The breaking point comes fast. Amaedrianna moves toward Weslyn, and in an instant he teleports away. He reappears in the water, and she teleports after him without hesitation. Dash shouts for de-escalation. Hatsu calls for Boreal to take the sails down while he turns the ship. Eos races up to the crow’s nest to keep eyes on the chaos. Out in the water, Amaedrianna keeps trying to seize the egg, and each time Weslyn teleports again, with her following again and again as they flash from point to point near the turning ship. Throughout it all he keeps calling for Virethorn. Amaedrianna pleads with him to let it go, and he calls her a hypocrite. Then Dash makes the impossible throw. He dives into the water, casts his homemade lasso, and somehow, against all odds, it lands perfectly. He yanks the egg back toward himself. Amaedrianna lunges for it, but Dash reaches it first, grabs it, and sinks below.
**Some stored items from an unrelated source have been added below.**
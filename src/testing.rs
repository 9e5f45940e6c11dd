//! In-memory media fakes shared by the unit tests.

use crate::common::Frame;
use crate::error::MediaError;
use crate::media::{FrameStream, MediaKind, MediaLoader, MediaSource};
use image::DynamicImage;
use std::collections::HashMap;
use std::sync::atomic::{AtomicUsize, Ordering};
use std::sync::{mpsc, Mutex};

#[derive(Clone)]
pub struct StaticSource {
    kind: MediaKind,
    frames: Vec<(Option<Frame>, Option<f64>)>,
    dimensions: (u32, u32),
}

impl StaticSource {
    pub fn image(width: u32, height: u32) -> Self {
        Self::with_frames(MediaKind::Image, vec![Some(0.0)], width, height)
    }

    /// `count` frames at timestamps `0.0, 1.0, ...`.
    pub fn video(count: usize, width: u32, height: u32) -> Self {
        let tstamps = (0..count).map(|i| Some(i as f64)).collect();
        Self::with_frames(MediaKind::Video, tstamps, width, height)
    }

    pub fn with_frames(
        kind: MediaKind,
        tstamps: Vec<Option<f64>>,
        width: u32,
        height: u32,
    ) -> Self {
        let frames = tstamps
            .into_iter()
            .enumerate()
            .map(|(i, tstamp)| (Some(Frame::new(DynamicImage::new_rgb8(width, height), i)), tstamp))
            .collect();
        Self {
            kind,
            frames,
            dimensions: (width, height),
        }
    }

    pub fn with_missing_frame(mut self, index: usize) -> Self {
        self.frames[index].0 = None;
        self
    }
}

impl MediaSource for StaticSource {
    fn kind(&self) -> MediaKind {
        self.kind
    }

    fn frames(&self, _sample_rate: f64) -> FrameStream {
        Box::new(self.frames.clone().into_iter())
    }

    fn dimensions(&self) -> (u32, u32) {
        self.dimensions
    }
}

/// Serves registered urls and counts every load.
#[derive(Default)]
pub struct StaticLoader {
    media: HashMap<String, StaticSource>,
    loads: AtomicUsize,
    panics: bool,
}

impl StaticLoader {
    pub fn new() -> Self {
        Self::default()
    }

    pub fn with_media(self, url: &str, frames: usize, width: u32, height: u32) -> Self {
        let source = if frames == 1 {
            StaticSource::image(width, height)
        } else {
            StaticSource::video(frames, width, height)
        };
        self.with_source(url, source)
    }

    pub fn with_source(mut self, url: &str, source: StaticSource) -> Self {
        self.media.insert(url.to_string(), source);
        self
    }

    pub fn panicking(mut self) -> Self {
        self.panics = true;
        self
    }

    pub fn loads(&self) -> usize {
        self.loads.load(Ordering::SeqCst)
    }
}

impl MediaLoader for StaticLoader {
    fn load(&self, url: &str) -> Result<Box<dyn MediaSource>, MediaError> {
        self.loads.fetch_add(1, Ordering::SeqCst);
        if self.panics {
            panic!("decoder blew up on {}", url);
        }
        self.media
            .get(url)
            .cloned()
            .map(|source| Box::new(source) as Box<dyn MediaSource>)
            .ok_or_else(|| MediaError::NotFound(url.to_string()))
    }
}

/// Blocks every load until the paired sender fires.
pub struct GatedLoader {
    gate: Mutex<mpsc::Receiver<()>>,
    source: StaticSource,
}

impl GatedLoader {
    pub fn new(source: StaticSource) -> (Self, mpsc::Sender<()>) {
        let (tx, rx) = mpsc::channel();
        (
            Self {
                gate: Mutex::new(rx),
                source,
            },
            tx,
        )
    }
}

impl MediaLoader for GatedLoader {
    fn load(&self, url: &str) -> Result<Box<dyn MediaSource>, MediaError> {
        let gate = self.gate.lock().map_err(|_| MediaError::NotFound(url.to_string()))?;
        gate.recv()
            .map_err(|_| MediaError::NotFound(url.to_string()))?;
        Ok(Box::new(self.source.clone()))
    }
}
Eos sends magic down to him with only two words of meaning behind it: trust him. Dash accepts. In the next breath a whirlpool opens, and he is gone from the water and back on the ship. He rises, dripping, and calls to Amaedrianna and Weslyn to come back aboard. Hatsu tells Dash to keep hold of the egg for now, in case the object itself is turning them against each other, and Dash disappears to hide it. Instead of returning, Weslyn begins swimming away from the ship. Eos calls after him, pleading with him to come back, and Weslyn answers by telling her to go fuck herself before continuing on. Hatsu, rattled by the whole spectacle, warns Eos not to challenge the captain and says he thinks the egg is making everyone strange. Amaedrianna, furious and soaked, cannot even find Dash now that he has vanished with the egg, and the stupidity of the entire situation finally breaks whatever composure she had left. She goes into the captain’s room, changes back into her usual armor, and throws the expensive dress she had been wearing into the sea. For the first time since everything changed, she is herself again, plated and armed.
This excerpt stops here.